PROBLEM DESCRIPTION: Look through the material below. Copy every line with the string "RequestValidator" in it.

DATA FOR REVIEW:

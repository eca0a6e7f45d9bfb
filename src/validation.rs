use crate::error::ApiError;
use regex::Regex;
use std::sync::LazyLock;
use validator::Validate;

static SNOWFLAKE: LazyLock<Regex> = LazyLock::new(|| {
    Regex::new(r"^[0-9]{17,20}$").expect("snowflake pattern is valid")
});

/// Request validation utilities
pub struct RequestValidator;

impl RequestValidator {
    /// Discord ids are 17-20 digit snowflakes
    pub fn validate_snowflake(field: &str, value: &str) -> Result<(), ApiError> {
        if SNOWFLAKE.is_match(value.trim()) {
            Ok(())
        } else {
            Err(ApiError::ValidationError(format!(
                "'{}' is not a valid Discord id",
                field
            )))
        }
    }

    /// Run derive-based validation and every id field through the snowflake check
    pub fn validate_settings(
        settings: &crate::settings::GuildSettings,
    ) -> Result<(), ApiError> {
        settings
            .validate()
            .map_err(|e| ApiError::ValidationError(e.to_string()))?;

        if let Some(id) = &settings.ticket_category_id {
            Self::validate_snowflake("ticket_category_id", id)?;
        }
        if let Some(id) = &settings.log_channel_id {
            Self::validate_snowflake("log_channel_id", id)?;
        }
        for id in &settings.support_role_ids {
            Self::validate_snowflake("support_role_ids", id)?;
        }

        Ok(())
    }

    /// Extract the token from an `Authorization: Bearer ...` header value
    pub fn bearer_token(header: Option<&str>) -> Result<String, ApiError> {
        let header =
            header.ok_or_else(|| ApiError::Unauthorized("Missing Authorization header".into()))?;

        let token = header
            .strip_prefix("Bearer ")
            .or_else(|| header.strip_prefix("bearer "))
            .map(str::trim)
            .filter(|token| !token.is_empty())
            .ok_or_else(|| ApiError::Unauthorized("Expected a bearer token".into()))?;

        Ok(token.to_string())
    }
}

THE COMPLETED TASK:
pub struct RequestValidator;
impl RequestValidator {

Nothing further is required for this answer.